Also Known As: Digital amnesia Google amnesia
Cognitive Bias ID: google_effect

Definition

The tendency to forget information that is easily accessible through search engines or other external storage. When people know they can look something up later, they invest less cognitive effort in encoding it into memory. This represents an adaptive shift in how humans use memory in the digital age.

Examples

A student who knows they can always Google historical dates puts less effort into memorizing them during study sessions, and later cannot recall basic historical facts without access to a search engine.

A chef who used to know dozens of recipes by heart now reaches for his phone the moment he enters the kitchen, and realizes he can no longer recall even the proportions of dishes he has made hundreds of times.

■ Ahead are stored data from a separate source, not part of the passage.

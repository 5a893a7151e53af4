//! Paint a `Scene` on any plotters backend.

use plotters::coord::Shift;
use plotters::drawing::{DrawingArea, DrawingAreaErrorKind};
use plotters::element::{DashedPathElement, PathElement, Rectangle, Text};
use plotters::style::text_anchor::{HPos, Pos, VPos};
use plotters::style::{Color, IntoFont, RGBColor, ShapeStyle, TextStyle};
use plotters::prelude::DrawingBackend;

use crate::domain::MetricSlot;
use crate::render::palette::{HIGHLIGHT, Theme, ZERO_LINE, series_color};
use crate::render::scene::{LEGEND_SWATCH, MARKER_HALF, Mark, MarkId, Scene, Shape, Swatch};

pub type DrawResult<DB> = Result<(), DrawingAreaErrorKind<<DB as DrawingBackend>::ErrorType>>;

const TICK_LEN: i32 = 5;
const LINE_WIDTH: u32 = 2;

fn px(v: f64) -> i32 {
    v.round() as i32
}

fn pt((x, y): (f64, f64)) -> (i32, i32) {
    (px(x), px(y))
}

/// Draw `scene`, filling the hovered mark with the highlight colour.
pub fn draw_scene<DB: DrawingBackend>(
    root: &DrawingArea<DB, Shift>,
    scene: &Scene,
    theme: &Theme,
    hover: Option<MarkId>,
) -> DrawResult<DB> {
    if let Some(background) = theme.background {
        root.fill(&background)?;
    }

    let text = |h: HPos, v: VPos| -> TextStyle<'static> {
        ("sans-serif", theme.font_size)
            .into_font()
            .color(&theme.text)
            .pos(Pos::new(h, v))
    };

    if let Some(message) = &scene.message {
        let centre = (
            px(f64::from(scene.size.width) / 2.0),
            px(f64::from(scene.size.height) / 2.0),
        );
        root.draw(&Text::new(message.clone(), centre, text(HPos::Center, VPos::Center)))?;
        return Ok(());
    }

    let plot = scene.plot;
    let (left, top, right, bottom) = (px(plot.left), px(plot.top), px(plot.right), px(plot.bottom));

    // Gridlines and left ticks.
    for tick in &scene.left_axis.ticks {
        let y = px(tick.position);
        root.draw(&PathElement::new(vec![(left, y), (right, y)], theme.grid.stroke_width(1)))?;
        root.draw(&PathElement::new(vec![(left - TICK_LEN, y), (left, y)], theme.axis.stroke_width(1)))?;
        root.draw(&Text::new(
            tick.label.clone(),
            (left - TICK_LEN - 3, y),
            text(HPos::Right, VPos::Center),
        ))?;
    }

    if let Some(zero) = scene.zero_line {
        dashed(root, &[(plot.left, zero), (plot.right, zero)], ZERO_LINE.stroke_width(1), 4.0, 4.0)?;
    }

    for mark in scene.marks.iter().filter(|m| matches!(m.shape, Shape::Bar { .. })) {
        draw_mark(root, mark, hover == Some(mark.id))?;
    }

    for path in &scene.paths {
        let style = series_color(path.series).stroke_width(LINE_WIDTH);
        if path.dashed() {
            dashed(root, &path.points, style, 6.0, 4.0)?;
        } else {
            root.draw(&PathElement::new(
                path.points.iter().copied().map(pt).collect::<Vec<_>>(),
                style,
            ))?;
        }
    }

    // Markers sit on top of the lines.
    for mark in scene.marks.iter().filter(|m| matches!(m.shape, Shape::Marker { .. })) {
        draw_mark(root, mark, hover == Some(mark.id))?;
    }

    // Axes.
    let axis = theme.axis.stroke_width(1);
    root.draw(&PathElement::new(vec![(left, top), (left, bottom)], axis))?;
    root.draw(&PathElement::new(vec![(left, bottom), (right, bottom)], axis))?;
    for tick in &scene.x_axis.ticks {
        let x = px(tick.position);
        root.draw(&PathElement::new(vec![(x, bottom), (x, bottom + TICK_LEN)], axis))?;
        root.draw(&Text::new(
            tick.label.clone(),
            (x, bottom + TICK_LEN + 3),
            text(HPos::Center, VPos::Top),
        ))?;
    }
    if let Some(right_axis) = &scene.right_axis {
        root.draw(&PathElement::new(vec![(right, top), (right, bottom)], axis))?;
        for tick in &right_axis.ticks {
            let y = px(tick.position);
            root.draw(&PathElement::new(vec![(right, y), (right + TICK_LEN, y)], axis))?;
            root.draw(&Text::new(
                tick.label.clone(),
                (right + TICK_LEN + 3, y),
                text(HPos::Left, VPos::Center),
            ))?;
        }
        root.draw(&Text::new(
            right_axis.title.clone(),
            (right, top - 12),
            text(HPos::Right, VPos::Bottom),
        ))?;
    }

    // Titles.
    root.draw(&Text::new(
        scene.left_axis.title.clone(),
        (left, top - 12),
        text(HPos::Left, VPos::Bottom),
    ))?;
    root.draw(&Text::new(
        scene.x_axis.title.clone(),
        (px((plot.left + plot.right) / 2.0), bottom + 34),
        text(HPos::Center, VPos::Top),
    ))?;

    for entry in &scene.legend {
        let color = series_color(entry.series);
        let (x, y) = (px(entry.x), px(entry.y));
        let w = px(LEGEND_SWATCH);
        match entry.swatch {
            Swatch::Solid => {
                root.draw(&Rectangle::new([(x, y), (x + w, y + 10)], color.filled()))?;
            }
            Swatch::Outlined => {
                root.draw(&Rectangle::new([(x, y), (x + w, y + 10)], color.mix(0.35).filled()))?;
                root.draw(&Rectangle::new([(x, y), (x + w, y + 10)], color.stroke_width(1)))?;
            }
            Swatch::Dashed => {
                let mid = entry.y + 5.0;
                dashed(
                    root,
                    &[(entry.x, mid), (entry.x + LEGEND_SWATCH, mid)],
                    color.stroke_width(LINE_WIDTH),
                    4.0,
                    2.0,
                )?;
            }
        }
        root.draw(&Text::new(
            entry.label.clone(),
            (x + w + 6, y + 5),
            text(HPos::Left, VPos::Center),
        ))?;
    }

    Ok(())
}

fn draw_mark<DB: DrawingBackend>(root: &DrawingArea<DB, Shift>, mark: &Mark, hovered: bool) -> DrawResult<DB> {
    let color: RGBColor = if hovered { HIGHLIGHT } else { series_color(mark.id.series) };
    match mark.shape {
        Shape::Bar { x0, y0, x1, y1 } => {
            let corners = [(px(x0), px(y0)), (px(x1), px(y1))];
            match mark.id.slot {
                MetricSlot::Primary => root.draw(&Rectangle::new(corners, color.filled()))?,
                MetricSlot::Secondary => {
                    let fill = if hovered { color.filled() } else { color.mix(0.35).filled() };
                    root.draw(&Rectangle::new(corners, fill))?;
                    root.draw(&Rectangle::new(corners, color.stroke_width(1)))?;
                }
            }
        }
        // Squares rather than circles: the terminal backend mis-scales circle radii.
        Shape::Marker { x, y } => {
            let corners = [
                (px(x - MARKER_HALF), px(y - MARKER_HALF)),
                (px(x + MARKER_HALF), px(y + MARKER_HALF)),
            ];
            let style = match mark.id.slot {
                MetricSlot::Primary => color.filled(),
                MetricSlot::Secondary if hovered => color.filled(),
                MetricSlot::Secondary => color.stroke_width(1),
            };
            root.draw(&Rectangle::new(corners, style))?;
        }
    }
    Ok(())
}

fn dashed<DB: DrawingBackend>(
    root: &DrawingArea<DB, Shift>,
    points: &[(f64, f64)],
    style: ShapeStyle,
    on: f64,
    off: f64,
) -> DrawResult<DB> {
    root.draw(&DashedPathElement::new(
        points.iter().copied().map(pt).collect::<Vec<_>>(),
        on,
        off,
        style,
    ))?;
    Ok(())
}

An office worker who stores every colleague's phone number in her contacts finds herself unable to recall even her closest friend's number when her phone dies — something she would have known automatically a decade earlier.

Verification Steps
Verification Steps
Binary yes/no questions that an AI must answer to detect a reasoning pattern in a text.
Each of the 452 aspects has verification steps — simple yes/no questions designed to systematically detect whether a pattern appears in a text. For ad hominem: "Does the argument attack a person rather than their claim?" For false dichotomy: "Are only two options presented when more exist?" This ensures consistent, reproducible analysis.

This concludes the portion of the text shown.